When it&#x27;s &quot;ready&quot;, we handover the day-to-day &quot;back&quot; to ops. 
My division goes on to bigger and better things - whatever I&#x27;m into.<p>I have a very solid grasp on things required on the dev side, but the overall AWS architecture (networking, security, etc) is not something I&#x27;ve dealt with.
Some things can be handed over to managed solutions (e.g. KMS), but strict regulation means not all. EKS&#x2F;Tectonic and such are probably not an option.<p>Those of you with this kind of transformation behind them - is this a realistic goal for 1-2 non-ops people to learn and an implement within ~1 year?
======
cimmanom
I don't know how realistic that is, but if you're going to try this, I'd
recommend the following: as a prerequisite for your doing this they have to
permit you to straight off the bat recruit two people internally from the
existing sysadmin team.

One should be someone with a deep understanding of the bare metal networking,
security, etc. concerns, who's enthusiastic about learning how that translates
to an AWS environment. S/he will advise you to make sure you get that part
right, and hopefully pick up enough to pitch in to design and build your
infrastructure.

The other should be someone with a strong understanding of the old bash
scripting who's interested in learning modern devops scripting. They'll help
you translate the old scripts to new paradigms and eventually help you build
out the rest.

Both of these people will have to be fast learners willing to spend the first
month or so learning the essentials. Make sure you have funding from
management to support whatever video tutorials, online courses, etc. they need
to get up to speed.

------
dozzie
> Our system/ops guys (~50 people) are generally smart and nice people - but
> they're the classic victim Ops dudes that got renamed to DevOps overnight.

That's just a name change. "DevOps" is just the same system administration as
it was for the previous 20 years, the difference is just that now we have more
tooling, services, and deployment methods.
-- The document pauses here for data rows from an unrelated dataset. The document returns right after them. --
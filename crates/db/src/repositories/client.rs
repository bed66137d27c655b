//! Client repository.
//!
//! Clients mirror suppliers: creator-owned contact entities with an
//! active flag. Unlike suppliers they carry no delete operation.

use chrono::Utc;
use sea_orm::{
    ActiveModelTrait, ColumnTrait, DatabaseConnection, DbErr, EntityTrait, QueryFilter,
    QueryOrder, Set,
};
use uuid::Uuid;

use gasto_core::policy::{self, Actor};

use crate::entities::clients;

/// Error types for client operations.
#[derive(Debug, thiserror::Error)]
pub enum ClientError {
    /// Client not found.
    #[error("Client not found: {0}")]
    NotFound(Uuid),

    /// Actor is not allowed to perform the operation.
    #[error("Access denied: {0}")]
    Forbidden(String),

    /// Database error.
    #[error("Database error: {0}")]
    Database(#[from] DbErr),
}

/// Input for creating a client.
#[derive(Debug, Clone)]
pub struct CreateClientInput {
    /// Client name.
    pub name: String,
    /// Contact email.
    pub email: Option<String>,
    /// Contact phone.
    pub phone: Option<String>,
    /// Postal address.
    pub address: Option<String>,
}

/// Patch for updating a client.
#[derive(Debug, Clone, Default)]
pub struct UpdateClientInput {
    /// New name.
    pub name: Option<String>,
    /// New email.
    pub email: Option<Option<String>>,
    /// New phone.
    pub phone: Option<Option<String>>,
    /// New address.
    pub address: Option<Option<String>>,
    /// New active flag.
    pub is_active: Option<bool>,
}

/// Client repository.
#[derive(Debug, Clone)]
pub struct ClientRepository {
    db: DatabaseConnection,
}

impl ClientRepository {
    /// Creates a new client repository.
    #[must_use]
    pub const fn new(db: DatabaseConnection) -> Self {
        Self { db }
    }

    /// Creates a client owned by the actor.
    ///
    /// # Errors
    ///
    /// Returns an error if the database operation fails.
    pub async fn create(
        &self,
        actor: &Actor,
        input: CreateClientInput,
    ) -> Result<clients::Model, ClientError> {
        let now = Utc::now().into();
        let client = clients::ActiveModel {
            id: Set(Uuid::new_v4()),
            name: Set(input.name),
            email: Set(input.email),
            phone: Set(input.phone),
            address: Set(input.address),
            is_active: Set(true),
            created_by: Set(actor.id),
            created_at: Set(now),
            updated_at: Set(now),
        };

        let created = client.insert(&self.db).await?;
        Ok(created)
    }

    /// Lists clients visible to the actor.
    ///
    /// # Errors
    ///
    /// Returns an error if the database query fails.
    pub async fn list_for(&self, actor: &Actor) -> Result<Vec<clients::Model>, ClientError> {
        let mut query = clients::Entity::find();

        if !actor.is_admin() {
            query = query.filter(clients::Column::CreatedBy.eq(actor.id));
        }

        let rows = query
            .order_by_asc(clients::Column::Name)
            .all(&self.db)
            .await?;
        Ok(rows)
    }

    /// Updates a client.
    ///
    /// # Errors
    ///
    /// Returns an error if the client is missing, the actor is not its
    /// creator or an admin, or the operation fails.
    pub async fn update(
        &self,
        client_id: Uuid,
        actor: &Actor,
        input: UpdateClientInput,
    ) -> Result<clients::Model, ClientError> {
        let client = clients::Entity::find_by_id(client_id)
            .one(&self.db)
            .await?
            .ok_or(ClientError::NotFound(client_id))?;

        if !policy::can_modify_owned(actor, client.created_by) {
            return Err(ClientError::Forbidden(
                "only the creator or an administrator can update this client".to_string(),
            ));
        }

        let mut active: clients::ActiveModel = client.into();

        if let Some(name) = input.name {
            active.name = Set(name);
        }
        if let Some(email) = input.email {
            active.email = Set(email);
        }
        if let Some(phone) = input.phone {
            active.phone = Set(phone);
        }
        if let Some(address) = input.address {
            active.address = Set(address);
        }
        if let Some(is_active) = input.is_active {
            active.is_active = Set(is_active);
        }
        active.updated_at = Set(Utc::now().into());

        let updated = active.update(&self.db).await?;
        Ok(updated)
    }
}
Why "victim dudes"?

> They went from scp'ing bash scripts to bare-metal to AWS and Kuberenetes and
> all that jazz and are basically "winging it".

OK, so they got virtual machines, somebody else's data storage and processing
services, and tooling for containers suddenly dropped on their lap, so they
need to modernize their craft. And from what you describe, they weren't that
good in the craft to begin with (IaaC is an idea twenty years old, the same
with packaging software, and just these two techniques can easily handle
growth from a few machines to dozens or hundreds).

> [...] is this a realistic goal for 1-2 non-ops people to learn and an
> implement within ~1 year?

Probably not. For building a robust infrastructure you need somebody who
understands well how the OS and networks work and what mechanisms the OS
provides, which usually means a good and experienced sysadmin, not a
programmer. It's not impossible for a programmer to _learn_ that, but it
requires a good mentor, and then you're still left with an _implementation_.

------
amirathi
I am an engineer who recently managed DevOps at a decent scale (traffic wise)
startup. ~1 year is a long time so I think it's do-able. As somebody mentioned
here do start with a small team right off the bat. You will be making lot of
tooling decisions & without a team/discussion those will likely be based on
quick surface reading.

If I were you, the question I would ask is do I want to go through this
struggle? Would I enjoy it? DevOps has it's own frustration moments (little
more than programming) & Aha moments. Not everyone enjoys it, so ask yourself
that question first.

------
fmovlex
This is pretty funny, because I'm in an incredibly similar situation. From my
experience, most of the development-oriented things you need is hard but not
unrealistic.

However, "production-grade" is a term more easily thrown around than
implemented, especially in the financial sector. I assume hiring consultants
from that is not an option?

------
sharemywin
Why not respond back with ~1 year once you have a team in place.